Children's early development is shaped in myriad ways by their interactions with others. Interacting with and learning from others depend on the ability to interpret others' actions as intentional and the ability to deploy this knowledge rapidly in real time to respond appropriately. Converging evidence from several experimental methods has shown that young infants have significant aspects of the first of these abilities, in that they view others' actions as structured by intentions (e.g., [1][4]), yet less is known about infants' ability to rapidly recruit their knowledge about others' intentions to predict and respond to actions. The current study investigates whether infants rely on the goal structure of social events when engaging in prospective thinking about others' actions, including a specific examination of whether the goal-directed nature of the action influences their predictions.

Understanding the actions of others requires more than simply attending to agents and their movements; it requires understanding actions as structured by relations between agents and their goals and objects of attention. Infants show sensitivity to the intentional structure of others' actions by 6 to 9 months of age in their responses during visual habituation experiments (e.g., [3][6]) and in their tendency to reproduce the goals of others' actions [2], [7]. Even so, this sensitivity is not clearly expressed in overt social behavior at these ages. Between 12 and 24 months of age, infants show dramatic developments in their social interactive abilities. Social interactions require contingent exchanges that are performed with fine-grained temporal precision.
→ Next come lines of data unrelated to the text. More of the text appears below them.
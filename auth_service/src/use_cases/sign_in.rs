use crate::domain::entities::User;
use crate::domain::errors::AuthError;
use crate::domain::ports::{CredentialHasher, UserStore};
use crate::interface_adapters::protocol::CredentialsRequest;

// Validates a user's credentials and returns the matching account.
pub struct SignInUseCase<S, H> {
    pub store: S,
    pub hasher: H,
}

impl<S, H> SignInUseCase<S, H>
where
    S: UserStore,
    H: CredentialHasher,
{
    pub async fn execute(&self, payload: CredentialsRequest) -> Result<User, AuthError> {
        let email = payload.email.trim().to_lowercase();

        let user = self
            .store
            .find_by_email(&email)
            .await
            .map_err(|_| AuthError::StorageFailure)?
            .ok_or_else(|| AuthError::UserNotFound(email.clone()))?;

        let valid = self
            .hasher
            .verify(&payload.password, &user.password_hash)
            .await
            .map_err(|_| AuthError::HashFailure)?;
        if !valid {
            return Err(AuthError::InvalidCredentials);
        }

        Ok(user)
    }
}
use crate::domain::errors::AuthError;
use crate::interface_adapters::protocol::{
    CredentialsRequest, ErrorBody, ErrorResponse, UserResponse,
};
use crate::interface_adapters::state::{AppState, SystemClock};
use crate::use_cases::sign_in::SignInUseCase;
use crate::use_cases::sign_up::SignUpUseCase;
use axum::{Json, extract::State, http::StatusCode};
use tracing::{info, warn};

// Liveness greeting forwarded by the gateway's `GET /auth`.
pub async fn hello() -> &'static str {
    "Hello from auth service!"
}

// Handler for registering a new user.
#[tracing::instrument(name = "sign_up", skip_all)]
pub async fn sign_up(
    State(state): State<AppState>,
    Json(payload): Json<CredentialsRequest>,
) -> Result<(StatusCode, Json<UserResponse>), (StatusCode, Json<ErrorResponse>)> {
    let use_case = SignUpUseCase {
        clock: SystemClock,
        store: state.users.clone(),
        hasher: state.hasher.clone(),
    };

    let user = use_case
        .execute(payload)
        .await
        .map_err(|err| map_auth_error(err, AuthErrorContext::SignUp))?;

    info!(user_id = user.id, "user registered");
    Ok((StatusCode::CREATED, Json(user.into())))
}

// Handler for validating a user's credentials.
#[tracing::instrument(name = "sign_in", skip_all)]
pub async fn sign_in(
    State(state): State<AppState>,
    Json(payload): Json<CredentialsRequest>,
) -> Result<Json<UserResponse>, (StatusCode, Json<ErrorResponse>)> {
    let use_case = SignInUseCase {
        store: state.users.clone(),
        hasher: state.hasher.clone(),
    };

    let user = use_case
        .execute(payload)
        .await
        .map_err(|err| map_auth_error(err, AuthErrorContext::SignIn))?;

    Ok(Json(user.into()))
}

// Helper to build a JSON error response.
fn error_response(
    status: StatusCode,
    message: impl Into<String>,
) -> (StatusCode, Json<ErrorResponse>) {
    (
        status,
        Json(ErrorResponse {
            error: ErrorBody {
                status_code: status.as_u16(),
                message: message.into(),
            },
        }),
    )
}

// Maps domain errors to HTTP responses by endpoint context.
enum AuthErrorContext {
    SignUp,
    SignIn,
}

fn map_auth_error(
    err: AuthError,
    context: AuthErrorContext,
) -> (StatusCode, Json<ErrorResponse>) {
    match (context, err) {
        (_, AuthError::StorageFailure) => {
            warn!("user store unavailable");
            error_response(StatusCode::BAD_GATEWAY, "storage error")
        }
        (_, AuthError::HashFailure) => {
            warn!("password hash could not be processed");
            error_response(StatusCode::INTERNAL_SERVER_ERROR, "Internal server error")
        }
        (AuthErrorContext::SignUp, AuthError::InvalidEmail) => {
            error_response(StatusCode::BAD_REQUEST, "invalid email")
        }
        (AuthErrorContext::SignUp, AuthError::WeakPassword) => error_response(
            StatusCode::BAD_REQUEST,
            "password must be at least 8 characters",
        ),
        (AuthErrorContext::SignUp, AuthError::EmailTaken(email)) => error_response(
            StatusCode::CONFLICT,
            format!("User with email {email} already exists"),
        ),
        (AuthErrorContext::SignIn, AuthError::UserNotFound(email)) => error_response(
            StatusCode::NOT_FOUND,
            format!("User with email {email} not found"),
        ),
        (AuthErrorContext::SignIn, AuthError::InvalidCredentials) => {
            error_response(StatusCode::UNAUTHORIZED, "Invalid credentials")
        }
        // Remaining combinations are not produced by the use case for that endpoint.
        (AuthErrorContext::SignUp, AuthError::UserNotFound(_) | AuthError::InvalidCredentials)
        | (
            AuthErrorContext::SignIn,
            AuthError::InvalidEmail | AuthError::WeakPassword | AuthError::EmailTaken(_),
        ) => error_response(StatusCode::BAD_REQUEST, "invalid request"),
    }
}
The rapid timing required in these contexts may place a cognitive demand on interactive partners beyond the need to analyze one's partner's intentions. The current study examined infants' ability to generate intention-based predictions and assessed the time course in which infants generate these cognitively challenging predictions compared to simpler, movement-based predictions.

Recent eye-tracking studies have shown that infants visually anticipate the endpoints of others' actions, yet leave open the question of whether these anticipatory responses involve an analysis of the actor's intentions or goals. When infants see a hand reaching repeatedly toward an object or location, they look to the object before the hand contacts it (e.g., [8][14]). This visual anticipation appears to be faster when there is an object at the final destination (e.g., for actions resulting in containment versus displacement [9]), suggesting that a salient end location is important. Often, results from these action anticipation studies are presented as evidence of infants' understanding of the goal-directness of the actions being performed, yet in these studies, infants can rely on repetition of a completed action and the movement trajectories of the agent's hand as cues to the action's outcome. Therefore, it is not clear from these findings whether infants recruit an analysis of the actor's goal when generating these anticipatory responses because, in these studies, the goal and the trajectory of movement have been confounded. Infants may anticipate the endpoints of repeated, familiar actions in the same way they anticipate other repeated, predictable visual patterns (e.g., [15]) or physical trajectories [16], without considering the goal-directed nature of the action.
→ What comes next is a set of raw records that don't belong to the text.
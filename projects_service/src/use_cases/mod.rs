pub mod projects;
pub mod tasks;

#[cfg(test)]
pub(crate) mod test_support;
pub mod auth;
pub mod health;
pub mod projects;
pub mod tasks;
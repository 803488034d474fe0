mod auth;
mod projects;
pub mod upstream;

pub use auth::AuthClient;
pub use projects::ProjectsClient;

use crate::domain::GatewayError;
use reqwest::{Client, RequestBuilder, Response};
use serde::{Serialize, de::DeserializeOwned};
use std::time::Duration;

// Shared reqwest transport for the service clients; every non-success answer
// is turned into a `GatewayError`.
#[derive(Clone)]
pub struct ServiceClient {
    http: Client,
    base_url: String,
    service: &'static str,
}

impl ServiceClient {
    pub fn new(
        service: &'static str,
        base_url: impl Into<String>,
        timeout: Duration,
    ) -> Result<Self, reqwest::Error> {
        let http = Client::builder().timeout(timeout).build()?;
        let base_url = base_url.into().trim_end_matches('/').to_string();
        Ok(Self {
            http,
            base_url,
            service,
        })
    }

    pub fn base_url(&self) -> &str {
        &self.base_url
    }

    pub async fn get<R: DeserializeOwned>(&self, path: &str) -> Result<R, GatewayError> {
        let response = self.send(self.http.get(self.url(path))).await?;
        self.decode(response).await
    }

    pub async fn get_text(&self, path: &str) -> Result<String, GatewayError> {
        let response = self.send(self.http.get(self.url(path))).await?;
        response
            .text()
            .await
            .map_err(|err| upstream::decode_failure(self.service, &err))
    }

    pub async fn post<B, R>(&self, path: &str, body: &B) -> Result<R, GatewayError>
    where
        B: Serialize + ?Sized,
        R: DeserializeOwned,
    {
        let response = self.send(self.http.post(self.url(path)).json(body)).await?;
        self.decode(response).await
    }

    pub async fn patch<B, R>(&self, path: &str, body: &B) -> Result<R, GatewayError>
    where
        B: Serialize + ?Sized,
        R: DeserializeOwned,
    {
        let response = self.send(self.http.patch(self.url(path)).json(body)).await?;
        self.decode(response).await
    }

    pub async fn delete(&self, path: &str) -> Result<(), GatewayError> {
        self.send(self.http.delete(self.url(path))).await?;
        Ok(())
    }

    fn url(&self, path: &str) -> String {
        format!("{}{}", self.base_url, path)
    }

    async fn send(&self, request: RequestBuilder) -> Result<Response, GatewayError> {
        let response = request
            .send()
            .await
            .map_err(|err| upstream::transport_failure(self.service, &err))?;
        let status = response.status();
        if status.is_success() {
            return Ok(response);
        }

        // Keep upstream status/body so the normalizer can preserve 4xx semantics.
        let body = upstream::failure_body(self.service, response.bytes().await);
        tracing::debug!(service = self.service, %status, "upstream returned an error");
        Err(upstream::classify_failure(status.as_u16(), &body))
    }

    async fn decode<R: DeserializeOwned>(&self, response: Response) -> Result<R, GatewayError> {
        response
            .json::<R>()
            .await
            .map_err(|err| upstream::decode_failure(self.service, &err))
    }
}
use crate::frameworks::config::ProjectsConfig;
use crate::frameworks::db;
use crate::interface_adapters::routes;
use crate::interface_adapters::state::{AppState, PostgresProjectStore, PostgresTaskStore};
use std::net::SocketAddr;
use std::sync::Arc;

fn init_tracing() {
    let filter = tracing_subscriber::EnvFilter::try_from_default_env()
        .unwrap_or_else(|_| tracing_subscriber::EnvFilter::new("info"));

    let json = matches!(std::env::var("LOG_FORMAT").as_deref(), Ok("json"));
    if json {
        tracing_subscriber::fmt()
            .with_env_filter(filter)
            .with_target(false)
            .json()
            .with_current_span(true)
            .init();
    } else {
        tracing_subscriber::fmt()
            .with_env_filter(filter)
            .with_target(false)
            .compact()
            .init();
    }

    std::panic::set_hook(Box::new(|info| {
        let backtrace = std::backtrace::Backtrace::capture();
        tracing::error!(%info, ?backtrace, "panic");
    }));
}

pub async fn run() {
    // Load .env locally; safe to ignore when not present.
    let _ = dotenvy::dotenv();
    init_tracing();

    let config = match ProjectsConfig::from_env() {
        Ok(config) => config,
        Err(error) => {
            tracing::error!(%error, "invalid projects service configuration");
            return;
        }
    };

    let pool = match db::connect_pool(&config.database_url, config.max_connections).await {
        Ok(pool) => pool,
        Err(error) => {
            tracing::error!(%error, "failed to connect to database");
            return;
        }
    };

    if let Err(error) = db::run_migrations(&pool).await {
        tracing::error!(%error, "failed to run migrations");
        return;
    }

    let state = Arc::new(AppState {
        projects: Arc::new(PostgresProjectStore { db: pool.clone() }),
        tasks: Arc::new(PostgresTaskStore { db: pool }),
    });

    // Wire the HTTP routes for projects and tasks.
    let app = routes::app(state);

    let addr = SocketAddr::from(([0, 0, 0, 0], config.port));

    // Bind TCP listener with error handling.
    let listener = match tokio::net::TcpListener::bind(addr).await {
        Ok(listener) => listener,
        Err(error) => {
            tracing::error!(%addr, %error, "failed to bind");
            return; // Abort startup on bind failure.
        }
    };
    tracing::info!(%addr, "listening");

    // Serve app and report errors rather than panicking.
    if let Err(error) = axum::serve(listener, app).await {
        tracing::error!(%error, "server error");
    }
}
To determine whether infants recruit goal information to generate predictions, it is necessary to present test events in which the actions are not completed and the agent's movements are not confounded with the goal of the action. Recently, 11-month-old infants' ability to predict which of two objects a person would reach for based on prior information about the person's goal was measured in a manner that satisfies these requirements [17]. Infants were shown video familiarization events in which a hand reached for and grasped one of two objects. Then, infants viewed a switch trial in which the two objects were now in opposite locations. During the test trial, the objects remained in their new locations, and the hand moved toward the objects but stopped midway between them (i.e., never contacted an object). The question was whether infants would launch a predictive look to one of the objects, and, if so, whether they would predict that the hand would move to the same goal object (now in a new location) or move to the object in the prior location. A second group of infants saw closely matched events in which a mechanical claw, rather than a person's hand, was the actor. Infants launched predictive eye movements to the prior goal object when they viewed a person's hand, and they launched predictive eye movements to the prior location when they viewed the claw. Control analyses indicated that these findings did not derive from differences in infants' attentiveness to the two kinds of events, but rather indicated different patterns of prediction for hand actions as compared to claw movements.
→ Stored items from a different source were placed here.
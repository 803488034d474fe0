use crate::domain::{
    GatewayError, NewProject, NewTask, Project, ProjectChanges, ProjectsProvider, Task,
    TaskChanges, TasksProvider,
};
use crate::interface_adapters::clients::ServiceClient;
use async_trait::async_trait;
use std::time::Duration;

// Client for the projects service, which owns both projects and their tasks.
#[derive(Clone)]
pub struct ProjectsClient {
    inner: ServiceClient,
}

impl ProjectsClient {
    pub fn new(base_url: impl Into<String>, timeout: Duration) -> Result<Self, reqwest::Error> {
        Ok(Self {
            inner: ServiceClient::new("projects", base_url, timeout)?,
        })
    }
}

#[async_trait]
impl ProjectsProvider for ProjectsClient {
    async fn list_projects(&self) -> Result<Vec<Project>, GatewayError> {
        self.inner.get("/projects").await
    }

    async fn get_project(&self, id: i64) -> Result<Project, GatewayError> {
        self.inner.get(&format!("/projects/{id}")).await
    }

    async fn create_project(&self, project: NewProject) -> Result<Project, GatewayError> {
        self.inner.post("/projects", &project).await
    }

    async fn update_project(
        &self,
        id: i64,
        changes: ProjectChanges,
    ) -> Result<Project, GatewayError> {
        self.inner.patch(&format!("/projects/{id}"), &changes).await
    }

    async fn delete_project(&self, id: i64) -> Result<(), GatewayError> {
        self.inner.delete(&format!("/projects/{id}")).await
    }
}

#[async_trait]
impl TasksProvider for ProjectsClient {
    async fn list_tasks(&self, project_id: Option<i64>) -> Result<Vec<Task>, GatewayError> {
        match project_id {
            Some(project_id) => {
                self.inner
                    .get(&format!("/tasks?project_id={project_id}"))
                    .await
            }
            None => self.inner.get("/tasks").await,
        }
    }

    async fn get_task(&self, id: i64) -> Result<Task, GatewayError> {
        self.inner.get(&format!("/tasks/{id}")).await
    }

    async fn create_task(&self, task: NewTask) -> Result<Task, GatewayError> {
        self.inner.post("/tasks", &task).await
    }

    async fn update_task(&self, id: i64, changes: TaskChanges) -> Result<Task, GatewayError> {
        self.inner.patch(&format!("/tasks/{id}"), &changes).await
    }

    async fn delete_task(&self, id: i64) -> Result<(), GatewayError> {
        self.inner.delete(&format!("/tasks/{id}")).await
    }
}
Although these results [17] indicate that infants generate predictions based on the goal structure of an event even in the absence of movement and trajectory cues, other studies aimed at this issue have yielded inconsistent results. One study [18] found that 9-month-old infants relied on frequency or statistical information as opposed to an analysis of the most efficient action when predicting future behavior. Other researchers [19] have demonstrated similar results and further argued that on-line versus retrospective judgments, which are typically tested in passive habituation paradigms, are disassociated from each other until the age of 3 years. Yet, in both of these studies, the stimuli presented were animated nonhuman characters (i.e., a cow and a fish), and infants were given a short time window to process these unusual events and generate a prediction. These results highlight the need for further investigation regarding infants' ability to generate goal-based predictions when viewing rich, animate stimuli, which infants typically encounter in their daily lives, and suggest that an examination of infants' understanding of others' goal-based actions presented within complex environments may provide insight into the time course for generating goal-based predictions.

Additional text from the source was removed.